**WHAT YOU NEED TO DO**.
Return the lines below in which the string "BucketConfig" occurs.

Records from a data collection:
-.-.-
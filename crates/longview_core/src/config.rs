//! Trial configuration: everything the outer loaders hand the engine.
//!
//! A `SimulationConfig` is built once from parsed inputs (bucket layouts,
//! scheduled-flow tables, policies, tax brackets, market parameters) and
//! then shared read-only across every trial. Per-trial mutable state is
//! constructed fresh from it by the engine.

use rustc_hash::FxHashMap;
use serde::{Deserialize, Serialize};

use crate::error::{Result, TrialError};
use crate::model::{
    Bucket, BucketKind, Buckets, CASH_BUCKET, CategoryProfiles, GainTable, Holding,
    MarketplacePremiums, NormalParams, Profile, TaxTables,
};
use crate::month::Month;
use crate::policy::RefillPolicy;

/// Tolerance for holding weights summing to 1.
const WEIGHT_TOLERANCE: f64 = 1e-6;

#[derive(Debug, Clone, Serialize, Deserialize)]
pub struct HoldingConfig {
    pub asset_class: String,
    pub weight: f64,
    pub cost_basis: Option<f64>,
}

#[derive(Debug, Clone, Serialize, Deserialize)]
pub struct BucketConfig {
    pub name: String,
    pub kind: BucketKind,
    pub holdings: Vec<HoldingConfig>,
    #[serde(default)]
    pub may_go_negative: bool,
    #[serde(default)]
    pub cash_fallback: bool,
}

#[derive(Debug, Clone, Serialize, Deserialize)]
pub struct SalaryConfig {
    pub annual_gross: f64,
    pub annual_bonus: f64,
    pub bonus_month: i8,
    pub merit_rate: f64,
    pub merit_month: i8,
    /// Bucket name -> share of each paycheck.
    pub targets: Vec<(String, f64)>,
    pub retirement_month: Month,
}

#[derive(Debug, Clone, Serialize, Deserialize)]
pub struct SocialSecurityConfig {
    pub birth: Month,
    pub start_age_months: i32,
    pub full_age_months: i32,
    /// Monthly benefit at full retirement age, base-year dollars.
    pub full_benefit: f64,
    pub payout_pct: f64,
    pub target: String,
}

#[derive(Debug, Clone, Serialize, Deserialize)]
pub struct RmdConfig {
    pub rmd_month: i8,
    pub start_age: u8,
    pub targets: Vec<(String, f64)>,
}

impl Default for RmdConfig {
    fn default() -> Self {
        Self {
            rmd_month: 12,
            start_age: 75,
            targets: vec![(CASH_BUCKET.to_string(), 1.0)],
        }
    }
}

#[derive(Debug, Clone, Serialize, Deserialize)]
pub struct SeppConfig {
    pub start: Month,
    pub end: Month,
    pub source: String,
    pub target: String,
    /// 72(t) amortization rate fixed at schedule creation.
    pub interest_rate: f64,
}

#[derive(Debug, Clone, Serialize, Deserialize)]
pub struct RothPhaseConfig {
    /// Age window (whole years, inclusive start, exclusive end).
    pub min_age: i32,
    pub max_age: i32,
    pub source: String,
    pub target: String,
    /// Conversions only run while the source holds at least this much.
    pub min_source_balance: f64,
    pub max_conversion: f64,
    /// Ceiling on the year's effective tax rate after conversion.
    pub max_tax_rate: f64,
    pub allow_conversion: bool,
}

#[derive(Debug, Clone, Serialize, Deserialize)]
pub struct PropertyConfig {
    pub property_bucket: String,
    pub monthly_pi: f64,
    pub apr: f64,
    pub remaining_principal: f64,
    pub monthly_taxes: f64,
    pub monthly_insurance: f64,
    pub maintenance_rate: f64,
    /// Monthly rent charged after the property is sold.
    pub monthly_rent: f64,
}

#[derive(Debug, Clone, Serialize, Deserialize)]
pub struct UnemploymentConfig {
    pub start: Month,
    pub end: Month,
    pub monthly: f64,
    pub target: String,
}

/// Everything a trial needs, immutable and shareable across threads.
#[derive(Debug, Clone, Serialize, Deserialize)]
pub struct SimulationConfig {
    /// First simulated month; its year is the indexing base year.
    pub start: Month,
    pub profile: Profile,

    pub buckets: Vec<BucketConfig>,
    /// Initial balances by bucket name (the last row of history).
    pub seed_balances: FxHashMap<String, f64>,

    pub fixed_flows: Vec<crate::flows::FlowRow>,
    pub recurring_flows: Vec<crate::flows::RecurringRow>,

    pub salary: Option<SalaryConfig>,
    pub social_security: Vec<SocialSecurityConfig>,
    pub rmd: Option<RmdConfig>,
    pub roth_phases: Vec<RothPhaseConfig>,
    pub sepp: Option<SeppConfig>,
    pub property: Option<PropertyConfig>,
    pub unemployment: Option<UnemploymentConfig>,

    pub policy: RefillPolicy,
    pub tax: TaxTables,

    pub inflation: NormalParams,
    pub category_inflation: CategoryProfiles,
    pub gain_table: GainTable,

    pub premiums: MarketplacePremiums,
}

impl SimulationConfig {
    /// Base year for inflation indexing.
    #[must_use]
    pub fn base_year(&self) -> i16 {
        self.start.year
    }

    /// Number of calendar years the simulation touches.
    #[must_use]
    pub fn simulated_years(&self) -> usize {
        (self.profile.end_month.year - self.start.year + 1).max(1) as usize
    }

    /// Up-front fatal checks; anything that survives validation is at worst
    /// a runtime warning.
    pub fn validate(&self) -> Result<()> {
        if !self.buckets.iter().any(|b| b.name == CASH_BUCKET) {
            return Err(TrialError::MissingBucket(CASH_BUCKET.to_string()));
        }
        for bucket in &self.buckets {
            let sum: f64 = bucket.holdings.iter().map(|h| h.weight).sum();
            if bucket.holdings.is_empty() || (sum - 1.0).abs() > WEIGHT_TOLERANCE {
                return Err(TrialError::InvalidWeights { bucket: bucket.name.clone(), sum });
            }
            for holding in &bucket.holdings {
                if !self.gain_table.assets.contains_key(&holding.asset_class) {
                    return Err(TrialError::UnknownAssetClass(holding.asset_class.clone()));
                }
            }
        }
        for (target, sources) in &self.policy.sources {
            for source in sources {
                if !self.buckets.iter().any(|b| &b.name == source) {
                    return Err(TrialError::UnknownPolicySource {
                        target: target.clone(),
                        source: source.clone(),
                    });
                }
            }
        }
        if let Some(sepp) = &self.sepp {
            let age = self.profile.age_years(sepp.start).clamp(0, 255) as u8;
            if sepp.end < sepp.start || crate::model::single_life_expectancy(age).is_none() {
                return Err(TrialError::InvalidSeppWindow { start: sepp.start, end: sepp.end });
            }
        }
        Ok(())
    }

    /// Construct the trial's buckets with seed balances distributed across
    /// holdings by weight; the last holding absorbs rounding residue.
    #[must_use]
    pub fn build_buckets(&self) -> Buckets {
        let buckets = self
            .buckets
            .iter()
            .map(|cfg| {
                let seed = self.seed_balances.get(&cfg.name).copied().unwrap_or(0.0);
                let n = cfg.holdings.len();
                let mut distributed = 0.0;
                let holdings = cfg
                    .holdings
                    .iter()
                    .enumerate()
                    .map(|(i, h)| {
                        let amount = if i + 1 == n {
                            seed - distributed
                        } else {
                            let share = seed * h.weight;
                            distributed += share;
                            share
                        };
                        Holding {
                            asset_class: h.asset_class.clone(),
                            weight: h.weight,
                            amount,
                            cost_basis: h.cost_basis,
                        }
                    })
                    .collect();
                Bucket {
                    name: cfg.name.clone(),
                    kind: cfg.kind,
                    holdings,
                    may_go_negative: cfg.may_go_negative,
                    cash_fallback: cfg.cash_fallback,
                }
            })
            .collect();
        Buckets::new(buckets)
    }
}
-.-.-
**RESPONSE AREA**.
pub struct BucketConfig {
    pub buckets: Vec<BucketConfig>,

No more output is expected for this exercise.